The problem is, I simply have had no idea of the real nature of such unknown in them. I don't know their intentions.

Everybody has a universe inside them. Some are big, some are small. Some are in development, some are incredibly huge. When people connect, these universes mix with each other, like parallel universes that collide and unite. The outcome of this offers an infinite number of results.

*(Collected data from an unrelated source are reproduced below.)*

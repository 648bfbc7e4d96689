use crate::error::{AppError, AppResult};
use chrono::{Duration, Utc};
use jsonwebtoken::{Algorithm, DecodingKey, EncodingKey, Header, Validation, decode, encode};
use serde::{Deserialize, Serialize};

const ACCESS: &str = "access";
const REFRESH: &str = "refresh";

#[derive(Debug, Serialize, Deserialize)]
pub struct Claims {
    pub sub: String, // user_id
    pub username: String,
    pub exp: i64,
    pub iat: i64,
    pub token_type: String, // "access" or "refresh"
}

impl Claims {
    pub fn user_id(&self) -> AppResult<i64> {
        self.sub
            .parse()
            .map_err(|_| AppError::AuthError("Invalid token subject".to_string()))
    }
}

#[derive(Clone)]
pub struct JwtService {
    encoding_key: EncodingKey,
    decoding_key: DecodingKey,
    access_token_expires_in: i64,
    refresh_token_expires_in: i64,
}

impl JwtService {
    pub fn new(secret: &str, access_expires_in: i64, refresh_expires_in: i64) -> Self {
        Self {
            encoding_key: EncodingKey::from_secret(secret.as_bytes()),
            decoding_key: DecodingKey::from_secret(secret.as_bytes()),
            access_token_expires_in: access_expires_in,
            refresh_token_expires_in: refresh_expires_in,
        }
    }

    fn generate(&self, user_id: i64, username: &str, token_type: &str, ttl: i64) -> AppResult<String> {
        let now = Utc::now();
        let exp = now + Duration::seconds(ttl);

        let claims = Claims {
            sub: user_id.to_string(),
            username: username.to_string(),
            exp: exp.timestamp(),
            iat: now.timestamp(),
            token_type: token_type.to_string(),
        };

        Ok(encode(&Header::default(), &claims, &self.encoding_key)?)
    }

    pub fn generate_access_token(&self, user_id: i64, username: &str) -> AppResult<String> {
        self.generate(user_id, username, ACCESS, self.access_token_expires_in)
    }

    pub fn generate_refresh_token(&self, user_id: i64, username: &str) -> AppResult<String> {
        self.generate(user_id, username, REFRESH, self.refresh_token_expires_in)
    }

    pub fn verify_token(&self, token: &str) -> AppResult<Claims> {
        let validation = Validation::new(Algorithm::HS256);
        Ok(decode::<Claims>(token, &self.decoding_key, &validation)?.claims)
    }

    pub fn verify_access_token(&self, token: &str) -> AppResult<Claims> {
        let claims = self.verify_token(token)?;

        if claims.token_type != ACCESS {
            return Err(AppError::AuthError("Invalid access token type".to_string()));
        }

        Ok(claims)
    }

    pub fn verify_refresh_token(&self, token: &str) -> AppResult<Claims> {
        let claims = self.verify_token(token)?;

        if claims.token_type != REFRESH {
            return Err(AppError::AuthError("Invalid refresh token type".to_string()));
        }

        Ok(claims)
    }

    pub fn get_access_token_expires_in(&self) -> i64 {
        self.access_token_expires_in
    }
}

#[cfg(test)]
mod tests {
    use super::*;

    fn service() -> JwtService {
        JwtService::new("test-secret", 60, 600)
    }

    #[test]
    fn test_access_token_round_trip() {
        let jwt = service();
        let token = jwt.generate_access_token(42, "anna").unwrap();
        let claims = jwt.verify_access_token(&token).unwrap();
        assert_eq!(claims.user_id().unwrap(), 42);
        assert_eq!(claims.username, "anna");
    }

    #[test]
    fn test_token_types_are_not_interchangeable() {
        let jwt = service();
        let refresh = jwt.generate_refresh_token(7, "bela").unwrap();
        assert!(jwt.verify_access_token(&refresh).is_err());
        assert!(jwt.verify_refresh_token(&refresh).is_ok());

        let access = jwt.generate_access_token(7, "bela").unwrap();
        assert!(jwt.verify_refresh_token(&access).is_err());
    }

    #[test]
    fn test_rejects_foreign_signature() {
        let token = JwtService::new("other", 60, 600)
            .generate_access_token(1, "x")
            .unwrap();
        assert!(service().verify_access_token(&token).is_err());
    }
}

I also have the problem of not having enough faith in other people.
And not having enough faith in myself. That's what really kills me.
I sometimes lack the courage, and despite it being a human thing to happen, it's just plain annoying.
There are so many things that could have happened during my life, despite it being just 20 years since my birth, that could have made my life so much more interesting, fun, perhaps even better, perhaps just worse.
Sometimes the decisions that me make, however small and insignificant, can have enormous repercussions in the future.

I just hope that one day, I will be able to break from this mistrust and fear that's caging me.

I just hope that one day, I will be able to pull myself together to bond with someone else.
I just hope that one day, I will be able to celebrate St. Valentine's Day just like everyone else, be normal I guess (normal is overrated). Then I can make other singles feel like squirming inside (mwahahaha).